As Africa prioritises AI Sovereignty within the next five years, InfiniLink is positioned to help solve critical infrastructure bottlenecks in AI-centric data centres and next-generation HPC systems.
2. Affinity Africa
Sector: Fintech
Founded: 2022, with operations launched publicly in 2024
Seed Funding: $8 million, February 2025
Headquarters: Accra, Ghana
Affinity Africa is a digital banking platform dedicated to making banking accessible, affordable, and inclusive for underserved and unbanked individuals, as well as micro, small, and medium-sized enterprises (MSMEs) in Ghana and across Africa. It operates via mobile and web apps and an agent network — offering users 24/7 access to a wide range of financial products with no monthly fees or transaction charges.

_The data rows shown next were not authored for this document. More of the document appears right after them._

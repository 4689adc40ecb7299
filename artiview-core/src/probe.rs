//! Interpretation of probe responses
//!
//! The HTTP side lives in the binary. These functions only look at the
//! (possibly truncated) bodies it hands over.

use std::sync::LazyLock;

use regex::Regex;
use serde_json::Value;

/// Bytes read from `/api/artifacts` before the connection is dropped
pub const LISTING_BODY_LIMIT: usize = 8 * 1024;

/// Bytes read from a page while looking for its `<title>`
pub const TITLE_BODY_LIMIT: usize = 4 * 1024;

static TITLE_RE: LazyLock<Regex> = LazyLock::new(|| {
    Regex::new(r"(?i)<title[^>]*>([^<]+)</title>").expect("valid title regex")
});

/// First `<title>` in an HTML prefix
pub fn extract_title(html: &str) -> Option<String> {
    TITLE_RE
        .captures(html)
        .map(|caps| caps[1].trim().to_string())
        .filter(|title| !title.is_empty())
}

/// Whether a `/api/artifacts` body has the shape an artifact viewer serves:
/// a JSON array that is either empty or whose first element carries string
/// `url` and `name` fields.
///
/// Only the first element is decoded, so a body cut off at
/// [`LISTING_BODY_LIMIT`] is still recognised.
pub fn looks_like_artifact_listing(body: &str) -> bool {
    let Some(rest) = body.trim_start().strip_prefix('[') else {
        return false;
    };
    let rest = rest.trim_start();
    if rest.starts_with(']') {
        return true;
    }

    let mut stream = serde_json::Deserializer::from_str(rest).into_iter::<Value>();
    match stream.next() {
        Some(Ok(first)) => {
            first.get("url").is_some_and(Value::is_string)
                && first.get("name").is_some_and(Value::is_string)
        }
        _ => false,
    }
}

/// `workspace` field of an `/api/identity` body, if present and non-empty
pub fn workspace_from_identity(body: &str) -> Option<String> {
    let value: Value = serde_json::from_str(body).ok()?;
    value
        .get("workspace")
        .and_then(Value::as_str)
        .filter(|name| !name.is_empty())
        .map(str::to_string)
}

#[cfg(test)]
mod tests {
    use super::*;

    #[test]
    fn test_extract_title() {
        assert_eq!(
            extract_title("<html><head><TITLE lang=\"en\">  My App \n</TITLE>"),
            Some("My App".into())
        );
        assert_eq!(extract_title("<html><body>no title</body>"), None);
        assert_eq!(extract_title("<title>   </title>"), None);
    }

    #[test]
    fn test_listing_empty_array() {
        assert!(looks_like_artifact_listing("[]"));
        assert!(looks_like_artifact_listing("  [ \n ]"));
    }

    #[test]
    fn test_listing_first_element_shape() {
        assert!(looks_like_artifact_listing(
            r#"[{"name":"Plan","path":"Artifacts/plan.md","url":"http://127.0.0.1:3124/Artifacts/plan.md","modified":1,"type":"md","folderLabel":"Artifacts"}]"#
        ));
        assert!(!looks_like_artifact_listing(r#"[{"name":"x"}]"#));
        assert!(!looks_like_artifact_listing(r#"[{"name":"x","url":3}]"#));
        assert!(!looks_like_artifact_listing("[1, 2, 3]"));
    }

    #[test]
    fn test_listing_truncated_body() {
        let body = r#"[{"url":"http://127.0.0.1:3124/a.md","name":"a"},{"url":"http://127.0.0.1:3124/b"#;
        assert!(looks_like_artifact_listing(body));
    }

    #[test]
    fn test_listing_rejects_non_arrays() {
        assert!(!looks_like_artifact_listing(r#"{"url":"x","name":"y"}"#));
        assert!(!looks_like_artifact_listing("<!DOCTYPE html>"));
        assert!(!looks_like_artifact_listing(""));
    }

    #[test]
    fn test_workspace_from_identity() {
        assert_eq!(workspace_from_identity(r#"{"workspace":"notes"}"#), Some("notes".into()));
        assert_eq!(workspace_from_identity(r#"{"workspace":""}"#), None);
        assert_eq!(workspace_from_identity(r#"{"other":1}"#), None);
        assert_eq!(workspace_from_identity("not json"), None);
    }
}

Since officially launching its app in Ghana in late 2024, Affinity has grown rapidly and now serves over 100,000 customers, including many who never had access to formal banking before.
3. Enza
Sector: Fintech
Founded: 2023
Seed Funding: $6.75 million, March 2025
Headquarters: Cairo, Egypt
Enza Group is a fintech startup building modern, cloud-native digital payments infrastructure tailored to the unique needs of African banks, fintechs, mobile network operators, and merchants. Its mission is to “liberate the world of payments” across Africa by offering flexible, secure, open-API payment technology that empowers financial institutions to provide seamless, locally-relevant payment capabilities such as cards, wallets, real-time payments, mobile money, buy-now-pay-later (BNPL), QR codes, and digital acceptance solutions.
Enza’s platform is built to help clients reduce the cost of digital transactions, improve integration agility, unlock new revenue streams, and scale payment products without needing to build expensive legacy systems from scratch.
4. Leta
Sector: Logistics Technology (Logitech)
Founded: 2021
Seed Funding: $5 million, March 2025
Headquarters: Nairobi, Kenya
Leta is an AI-powered logistics and delivery management platform built to help businesses move goods cheaper, faster, and more efficiently, specifically targeting the challenges of Africa’s fragmented logistics landscape. Rather than owning transport assets, Leta provides software that integrates with enterprise systems (ERP, POS, OMS) and uses real-time data and machine intelligence to automate dispatching, optimise routing, track deliveries, enable secure payments, and provide actionable analytics. Its goal is to cut operational costs and delivery times while improving supply chain visibility for clients across industries like retail, food & beverage, pharmaceuticals, and e-commerce.
Clients include brands such as KFC, Diageo, Simbisa Brands, EABL, and others running complex distribution networks.